Stored items from a collection
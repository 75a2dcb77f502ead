use std::collections::HashMap;

use domain::{DisplayName, Session, SessionId, Timestamp};
use tokio::sync::RwLock;

use crate::error::{ApplicationError, ApplicationResult};

#[derive(Default)]
struct RegistryState {
    sessions: HashMap<SessionId, Session>,
    next_join_order: u64,
}

/// 会话注册表
///
/// 当前在线会话的权威记录。写操作只由在线状态协调器在提交锁内调用，
/// 读操作（快照、查询）可以并发执行。
pub struct SessionRegistry {
    max_sessions: Option<usize>,
    state: RwLock<RegistryState>,
}

impl SessionRegistry {
    pub fn new(max_sessions: Option<usize>) -> Self {
        Self {
            max_sessions,
            state: RwLock::new(RegistryState::default()),
        }
    }

    /// 注册新会话。显示名称允许重复，只有会话ID唯一。
    pub(crate) async fn register(
        &self,
        session_id: SessionId,
        display_name: DisplayName,
        now: Timestamp,
    ) -> ApplicationResult<Session> {
        let mut state = self.state.write().await;

        if state.sessions.contains_key(&session_id) {
            return Err(ApplicationError::AlreadyJoined(session_id));
        }
        if let Some(max) = self.max_sessions {
            if state.sessions.len() >= max {
                return Err(ApplicationError::RoomFull { max });
            }
        }

        state.next_join_order += 1;
        let session = Session::new(session_id, display_name, state.next_join_order, now);
        state.sessions.insert(session_id, session.clone());
        Ok(session)
    }

    pub async fn lookup(&self, session_id: SessionId) -> ApplicationResult<Session> {
        self.state
            .read()
            .await
            .sessions
            .get(&session_id)
            .cloned()
            .ok_or(ApplicationError::UnknownSession(session_id))
    }

    pub async fn contains(&self, session_id: SessionId) -> bool {
        self.state.read().await.sessions.contains_key(&session_id)
    }

    pub(crate) async fn touch(&self, session_id: SessionId, now: Timestamp) -> ApplicationResult<()> {
        let mut state = self.state.write().await;
        let session = state
            .sessions
            .get_mut(&session_id)
            .ok_or(ApplicationError::UnknownSession(session_id))?;
        session.touch(now);
        Ok(())
    }

    /// 幂等：第二次调用返回 `None` 且没有副作用
    pub(crate) async fn unregister(&self, session_id: SessionId) -> Option<Session> {
        self.state.write().await.sessions.remove(&session_id)
    }

    /// 修改输入标志，返回修改前的值。仅供输入状态聚合器使用。
    pub(crate) async fn set_typing(
        &self,
        session_id: SessionId,
        typing: bool,
    ) -> ApplicationResult<bool> {
        let mut state = self.state.write().await;
        let session = state
            .sessions
            .get_mut(&session_id)
            .ok_or(ApplicationError::UnknownSession(session_id))?;
        Ok(std::mem::replace(&mut session.typing, typing))
    }

    /// 按加入顺序排列的时间点快照
    pub async fn snapshot(&self) -> Vec<Session> {
        let state = self.state.read().await;
        let mut sessions: Vec<Session> = state.sessions.values().cloned().collect();
        sessions.sort_by_key(|session| session.join_order);
        sessions
    }

    /// 截止时间之后没有任何活动的会话
    pub async fn idle_since(&self, cutoff: Timestamp) -> Vec<SessionId> {
        let state = self.state.read().await;
        let mut idle: Vec<&Session> = state
            .sessions
            .values()
            .filter(|session| session.is_idle_since(cutoff))
            .collect();
        idle.sort_by_key(|session| session.join_order);
        idle.into_iter().map(|session| session.session_id).collect()
    }

    pub(crate) async fn drain(&self) -> Vec<Session> {
        let mut state = self.state.write().await;
        let mut sessions: Vec<Session> = state.sessions.drain().map(|(_, s)| s).collect();
        sessions.sort_by_key(|session| session.join_order);
        sessions
    }

    pub async fn len(&self) -> usize {
        self.state.read().await.sessions.len()
    }

    pub async fn is_empty(&self) -> bool {
        self.state.read().await.sessions.is_empty()
    }
}

#[cfg(test)]
mod tests {
    use super::*;
    use chrono::{Duration, Utc};
    use uuid::Uuid;

    fn new_id() -> SessionId {
        SessionId::from(Uuid::new_v4())
    }

    fn name(value: &str) -> DisplayName {
        DisplayName::parse(value).unwrap()
    }

    #[tokio::test]
    async fn test_register_allows_duplicate_display_names() {
        let registry = SessionRegistry::new(None);
        let now = Utc::now();

        let first = registry.register(new_id(), name("Alice"), now).await.unwrap();
        let second = registry.register(new_id(), name("Alice"), now).await.unwrap();

        assert_ne!(first.session_id, second.session_id);
        assert_eq!(registry.len().await, 2);
    }

    #[tokio::test]
    async fn test_register_same_id_twice_fails() {
        let registry = SessionRegistry::new(None);
        let id = new_id();

        registry.register(id, name("Alice"), Utc::now()).await.unwrap();
        let result = registry.register(id, name("Alice"), Utc::now()).await;
        assert!(matches!(result, Err(ApplicationError::AlreadyJoined(got)) if got == id));
    }

    #[tokio::test]
    async fn test_register_respects_limit() {
        let registry = SessionRegistry::new(Some(1));
        registry.register(new_id(), name("Alice"), Utc::now()).await.unwrap();

        let result = registry.register(new_id(), name("Bob"), Utc::now()).await;
        assert!(matches!(result, Err(ApplicationError::RoomFull { max: 1 })));
        assert_eq!(registry.len().await, 1);
    }

    #[tokio::test]
    async fn test_unregister_is_idempotent() {
        let registry = SessionRegistry::new(None);
        let id = new_id();
        registry.register(id, name("Alice"), Utc::now()).await.unwrap();

        assert!(registry.unregister(id).await.is_some());
        assert!(registry.unregister(id).await.is_none());
        assert!(registry.is_empty().await);
        assert!(matches!(
            registry.lookup(id).await,
            Err(ApplicationError::UnknownSession(_))
        ));
    }

    #[tokio::test]
    async fn test_snapshot_is_in_join_order() {
        let registry = SessionRegistry::new(None);
        let now = Utc::now();
        let names = ["Alice", "Bob", "Carol", "Dave"];

        for display_name in names {
            registry.register(new_id(), name(display_name), now).await.unwrap();
        }

        let snapshot = registry.snapshot().await;
        let got: Vec<&str> = snapshot.iter().map(|s| s.display_name.as_str()).collect();
        assert_eq!(got, names);
    }

    #[tokio::test]
    async fn test_touch_and_idle() {
        let registry = SessionRegistry::new(None);
        let start = Utc::now();
        let alice = new_id();
        let bob = new_id();
        registry.register(alice, name("Alice"), start).await.unwrap();
        registry.register(bob, name("Bob"), start).await.unwrap();

        registry.touch(bob, start + Duration::seconds(60)).await.unwrap();

        let idle = registry.idle_since(start + Duration::seconds(30)).await;
        assert_eq!(idle, vec![alice]);

        assert!(matches!(
            registry.touch(new_id(), start).await,
            Err(ApplicationError::UnknownSession(_))
        ));
    }

    #[tokio::test]
    async fn test_set_typing_returns_previous() {
        let registry = SessionRegistry::new(None);
        let id = new_id();
        registry.register(id, name("Alice"), Utc::now()).await.unwrap();

        assert!(!registry.set_typing(id, true).await.unwrap());
        assert!(registry.set_typing(id, true).await.unwrap());
        assert!(registry.lookup(id).await.unwrap().typing);
        assert!(registry.set_typing(id, false).await.unwrap());
    }
}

**Your task:** Reproduce exactly the lines that run from the start of the records to the line with "pub struct SessionRegistry", both included.

**Exercise response:**
repository 75a2dcb77f502ead
use std::collections::HashMap;

use domain::{DisplayName, Session, SessionId, Timestamp};
use tokio::sync::RwLock;

use crate::error::{ApplicationError, ApplicationResult};

#[derive(Default)]
struct RegistryState {
    sessions: HashMap<SessionId, Session>,
    next_join_order: u64,
}

/// 会话注册表
///
/// 当前在线会话的权威记录。写操作只由在线状态协调器在提交锁内调用，
/// 读操作（快照、查询）可以并发执行。
pub struct SessionRegistry {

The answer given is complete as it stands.